Building Post-acute Relationships in ACOs Is a Complicated Journey
Goal is improved efficiency and quality
EXECUTIVE SUMMARY
For accountable care organization (ACO) arrangements to succeed, healthcare organizations need good working relationships and continual communication.
- Organizations should be transparent with data and outcomes.
- They need to embrace innovation, learning new ways to do things.
- In building relationships, it’s wise to survey stakeholders to learn what they think and need.
Hospitals, post-acute care organizations, and payers need to develop solid relationships and work well together in order to make an accountable care organization (ACO) arrangement successful.
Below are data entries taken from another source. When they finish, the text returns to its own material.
impl QueueConfig {
    /// Set the partition count.
    pub fn partitions(self, partitions: u32) -> QueueConfig {
        QueueConfig { partitions, ..self }
    }

    /// Set the per-reader data queue capacity.
    pub fn max_size(self, max_size: usize) -> QueueConfig {
        QueueConfig { max_size, ..self }
    }

    /// Set the per-reader control queue capacity.
    pub fn max_control_events(self, max_control_events: usize) -> QueueConfig {
        QueueConfig {
            max_control_events,
            ..self
        }
    }

    /// Set the critical-section FIFO capacity.
    pub fn max_sections(self, max_sections: usize) -> QueueConfig {
        QueueConfig {
            max_sections,
            ..self
        }
    }

    /// Set the automatic SYNC interval, in transactions.
    pub fn sync_interval(self, sync_interval: u32) -> QueueConfig {
        QueueConfig {
            sync_interval,
            ..self
        }
    }

    /// Enable or disable interval syncs.
    pub fn sync_enabled(self, sync_enabled: bool) -> QueueConfig {
        QueueConfig {
            sync_enabled,
            ..self
        }
    }

    /// Set the bounded wait applied to full internal queues.
    pub fn resource_wait(self, resource_wait: Duration) -> QueueConfig {
        QueueConfig {
            resource_wait,
            ..self
        }
    }
}

struct Counters {
    transactions: CachePadded<AtomicU64>,
    serializations: CachePadded<AtomicU64>,
    discards: CachePadded<AtomicU64>,
    events: CachePadded<AtomicU64>,
}

impl Counters {
    fn new() -> Counters {
        Counters {
            transactions: CachePadded::new(AtomicU64::new(0)),
            serializations: CachePadded::new(AtomicU64::new(0)),
            discards: CachePadded::new(AtomicU64::new(0)),
            events: CachePadded::new(AtomicU64::new(0)),
        }
    }
}

struct QueueShared {
    config: QueueConfig,
    cores: Vec<Arc<ReaderCore>>,
    watermark: Arc<Watermark>,
    gate: Arc<SectionGate>,
    counters: Counters,
    stop_requested: AtomicBool,
    watch: Mutex<Vec<WatchPredicate>>,
    last_inserted: Mutex<Option<EventHeader>>,
    current_service: Mutex<Option<String>>,
}
//! Multi-cache MESI Coherence Tests.
//!
//! Verifies that two caches sharing a bus transition between Modified,
//! Exclusive, Shared, and Invalid correctly on each other's reads and
//! writes, with no access latency or data modelling involved.
//!
//! The cache is constructed directly from `CacheConfig` — no driver glue
//! needed to exercise coherence.

use std::cell::RefCell;
use std::rc::Rc;

use cachesim_core::bus::Bus;
use cachesim_core::cache::Cache;
use cachesim_core::config::{CacheConfig, ReplacementPolicyKind};
use cachesim_core::mesi::{BusEvent, MesiState};
use pretty_assertions::assert_eq;

fn two_caches() -> (Rc<RefCell<Bus>>, Rc<RefCell<Cache>>, Rc<RefCell<Cache>>) {
    let config = CacheConfig::new(1024, 16, 4, ReplacementPolicyKind::Lru).unwrap();
    let bus = Rc::new(RefCell::new(Bus::new()));
    let c1 = Rc::new(RefCell::new(Cache::new(config, 0, Some(Rc::clone(&bus)))));
    let c2 = Rc::new(RefCell::new(Cache::new(config, 1, Some(Rc::clone(&bus)))));
    bus.borrow_mut().attach(0, &c1);
    bus.borrow_mut().attach(1, &c2);
    (bus, c1, c2)
}

// ══════════════════════════════════════════════════════════
// S6: read / read / write / read
// ══════════════════════════════════════════════════════════

#[test]
fn s6_mesi_coherence_across_two_caches() {
    let (_bus, c1, c2) = two_caches();
    let addr = 0x1000;

    c1.borrow_mut().read(addr);
    let (_, _, state1) = c1.borrow().find_line(addr).unwrap();
    assert_eq!(state1, MesiState::Exclusive);

    c2.borrow_mut().read(addr);
    let (_, _, state2) = c2.borrow().find_line(addr).unwrap();
    let (_, _, state1) = c1.borrow().find_line(addr).unwrap();
    assert_eq!(state2, MesiState::Shared);
    assert_eq!(state1, MesiState::Shared);

    c1.borrow_mut().write(addr, 0xFF);
    let (_, _, state1) = c1.borrow().find_line(addr).unwrap();
    assert_eq!(state1, MesiState::Modified);
    assert!(c2.borrow().find_line(addr).is_none()); // invalidated

    c2.borrow_mut().read(addr);
    let (_, _, state2) = c2.borrow().find_line(addr).unwrap();
    let (_, _, state1) = c1.borrow().find_line(addr).unwrap();
    assert_eq!(state2, MesiState::Shared);
    assert_eq!(state1, MesiState::Shared);
}

// ══════════════════════════════════════════════════════════
// Mutual exclusion invariants
// ══════════════════════════════════════════════════════════

#[test]
fn modified_in_one_cache_excludes_valid_in_any_peer() {
    let (_bus, c1, c2) = two_caches();
    let addr = 0x2000;
    c1.borrow_mut().write(addr, 0x01);
    assert_eq!(c1.borrow().find_line(addr).unwrap().2, MesiState::Modified);
    assert!(c2.borrow().find_line(addr).is_none());
}

#[test]
fn exclusive_excludes_valid_in_any_peer() {
    let (_bus, c1, c2) = two_caches();
    let addr = 0x3000;
    c1.borrow_mut().read(addr);
    assert_eq!(c1.borrow().find_line(addr).unwrap().2, MesiState::Exclusive);
    assert!(c2.borrow().find_line(addr).is_none());
}

#[test]
fn isolated_cache_write_then_read_is_modified() {
    let config = CacheConfig::new(1024, 16, 4, ReplacementPolicyKind::Lru).unwrap();
    let mut cache = Cache::new(config, 0, None);
    assert!(!cache.write(0x4000, 0xAB));
    assert!(cache.read(0x4000));
    assert_eq!(cache.find_line(0x4000).unwrap().2, MesiState::Modified);
}

#[test]
fn snoop_busrdx_idempotence_law() {
    let (_bus, c1, c2) = two_caches();
    let addr = 0x5000;
    c1.borrow_mut().read(addr);
    // Directly drive the peer's snoop, as the bus would on a write-miss elsewhere.
    assert!(!c2.borrow_mut().snoop(addr, BusEvent::BusRdX)); // c2 never held it
    assert!(c1.borrow_mut().snoop(addr, BusEvent::BusRdX));
    assert!(!c1.borrow_mut().snoop(addr, BusEvent::BusRdX));
}
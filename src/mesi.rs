//! MESI coherence states and bus events.

/// Per-line coherence state.
///
/// Invariants enforced by [`crate::cache::Cache`]: `Modified` implies no
/// peer cache holds a valid copy of the block; `Exclusive` implies the same
/// plus `!dirty`; `Shared` implies `!dirty`. `Invalid` is the reset state
/// and the only state in which `valid` is false.
#[derive(Debug, Clone, Copy, PartialEq, Eq, Default)]
pub enum MesiState {
    /// Data differs from main memory; no peer holds a valid copy.
    Modified,
    /// Data matches main memory; no peer holds a valid copy.
    Exclusive,
    /// Data matches main memory; peers may hold a valid copy.
    Shared,
    /// The line holds no meaningful data.
    #[default]
    Invalid,
}

/// Events broadcast over the snoop bus.
#[derive(Debug, Clone, Copy, PartialEq, Eq)]
pub enum BusEvent {
    /// A peer issued a read miss or a read upgrade.
    BusRd,
    /// A peer issued a write miss or a write upgrade (invalidates peers).
    BusRdX,
}
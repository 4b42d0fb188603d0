//! Multi-core cache coherence simulator.
//!
//! Models, per core, a single-level set-associative cache with configurable
//! size, block size, and associativity, a pluggable replacement policy
//! (LRU or LFU), and a shared snoop bus enforcing MESI coherence across
//! caches. This crate is the engine only: address decomposition, set/way
//! lookup, replacement bookkeeping, the per-line MESI state machine, and
//! the bus. A trace generator, CLI, or report formatter is expected to sit
//! on top as an external driver.
//!
//! # Example
//!
//! ```ignore
//! use std::cell::RefCell;
//! use std::rc::Rc;
//! use cachesim_core::bus::Bus;
//! use cachesim_core::cache::Cache;
//! use cachesim_core::config::{CacheConfig, ReplacementPolicyKind};
//!
//! let config = CacheConfig::new(1024, 16, 4, ReplacementPolicyKind::Lru)?;
//! let bus = Rc::new(RefCell::new(Bus::new()));
//! let cache0 = Rc::new(RefCell::new(Cache::new(config, 0, Some(Rc::clone(&bus)))));
//! bus.borrow_mut().attach(0, &cache0);
//!
//! cache0.borrow_mut().read(0x1000);
//! println!("{:?}", cache0.borrow().stats());
//! ```

/// Shared snoop bus coordinating peer caches.
pub mod bus;
/// The cache engine: read/write/snoop and MESI state transitions.
pub mod cache;
/// Validated cache geometry and replacement policy selection.
pub mod config;
/// Pure address-to-(tag, set, offset) decomposition.
pub mod decoder;
/// Configuration validation errors.
pub mod error;
/// Cache line and set storage.
pub mod line;
/// MESI coherence states and bus events.
pub mod mesi;
/// Pluggable block-replacement policies (LRU, LFU).
pub mod policy;
/// Per-cache and aggregate statistics.
pub mod stats;

pub use crate::bus::Bus;
pub use crate::cache::Cache;
pub use crate::config::{CacheConfig, ReplacementPolicyKind};
pub use crate::error::ConfigError;
pub use crate::mesi::{BusEvent, MesiState};
pub use crate::stats::{AggregateStats, CacheStats};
While post-acute networks, historically, were referral centers to get patients out of the hospital, these have changed dramatically, notes Karen R. Vanaskie, DNP, MSN, RN, senior network director of the care management program at Innovation Care Partners in Scottsdale, AZ.
“It’s a complicated journey to building strong post-acute relationships,” Vanaskie says. “We have to have collaboration and not just be a referral center. It’s a partnership.”
This means organizations must be transparent with their data and outcomes. They must be innovative, constantly learning new ways to do things. The legacy healthcare system is broken and inefficient, in need of repair and replacement, she says.
“We’re really a clinically integrated network with 1,600 physicians — 400 in primary care,” Vanaskie says.
Innovation Care Partners works with health systems and payers in shared savings contracts.
“We work with many payers — not just Medicare,” she says. “Our goal is efficiency and management of patients with the highest quality. Collaboration with post-acute care is critical.”
The following are some of the organization’s strategies to build strong post-acute relationships:
• Survey physicians and other referral sources. “We surveyed physicians, asking who they refer patients to and who patients talk about,” Vanaskie says.
The survey focused on four acute care areas: nursing homes, acute rehabilitation, home health, and hospice care. Thirty percent of physicians responded to the survey.
“We also surveyed case managers who referred patients to facilities,” she says.
Those surveys looked at the availability of beds and case managers’ insights, Vanaskie says.
• Learn which physicians have relationships with post-acute facilities. Some doctors provide coverage at post-acute facilities as medical directors or other roles. Since those facilities often were rated positively with case managers and payers had contracts with them, the organization decided to narrow its network to those facilities, Vanaskie says.
“We had a preferred provider list,” she says. “We took everything into consideration and then narrowed our network.”
• Focus on quality, data, and solutions. “We reviewed data on length of stay [LOS] and took a deep dive into readmissions,” Vanaskie says. “What caused them and what could we do differently?”
One possible solution is to provide educational activities to post-acute care staff, including those in skilled nursing facilities (SNFs). Wound care training is one example.
“We can offer educational services to post-acute [facilities] as needed, Vanaskie says. “The more quality care we give in the post-acute setting, the fewer readmissions to the hospital.”
• Collaborate closely with SNFs. “A close collaborative working relationship with SNFs allows us to be more innovative,” she says. “We can try different pilot programs.”
They launched one pilot program in November 2016, where the hospital provided congestive heart failure education to post-acute providers and SNFs, she says.
“They continue teaching when the patient gets to the SNF, and our preferred home health provider goes into the skilled facility and understands where they are with their therapy,” Vanaskie adds. “Then they continue the teaching and reinforcement as the patient goes home from the nursing home with congestive heart failure monitoring.”
Within a preferred provider network, it’s possible to ensure a good handoff and transition of care throughout the care continuum, she says.
“In the nursing home, we have weekly meetings to review cases, including the home health agency and Innovation Care partners,” Vanaskie says. “They make sure everybody is talking and there’s good collaboration.”
Handoffs focus on providing patient education, pre-visits to the patient’s home, and therapy. The goal is to reduce the patient’s stay in the nursing home.
• Transitional care managers are communication conduits. Independent case managers develop care plans, while the transitional care manager shares information about the plan, ensuring safety in care transition.
The transitional care manager’s role is to communicate with community providers, keeping them updated on what is happening in the hospital with their patients, Vanaskie explains.
“So, the transitional care manager has a lot of information to give the inpatient case manager that she might never have known without our ability to communicate with the primary care provider,” she says. “The transitional care manager is the communication conduit between the hospital and outpatient care.”
Transitional care managers also visit with patients, meet their families, and stay in contact after patients are transferred to post-acute care. They also contact the primary care provider office and conduct home visits. They’ll stay closely in touch with patients for 30 days, but are available for patients to contact after that, as well, she says.
For accountable care organization arrangements to succeed, healthcare organizations need good working relationships and continual communication.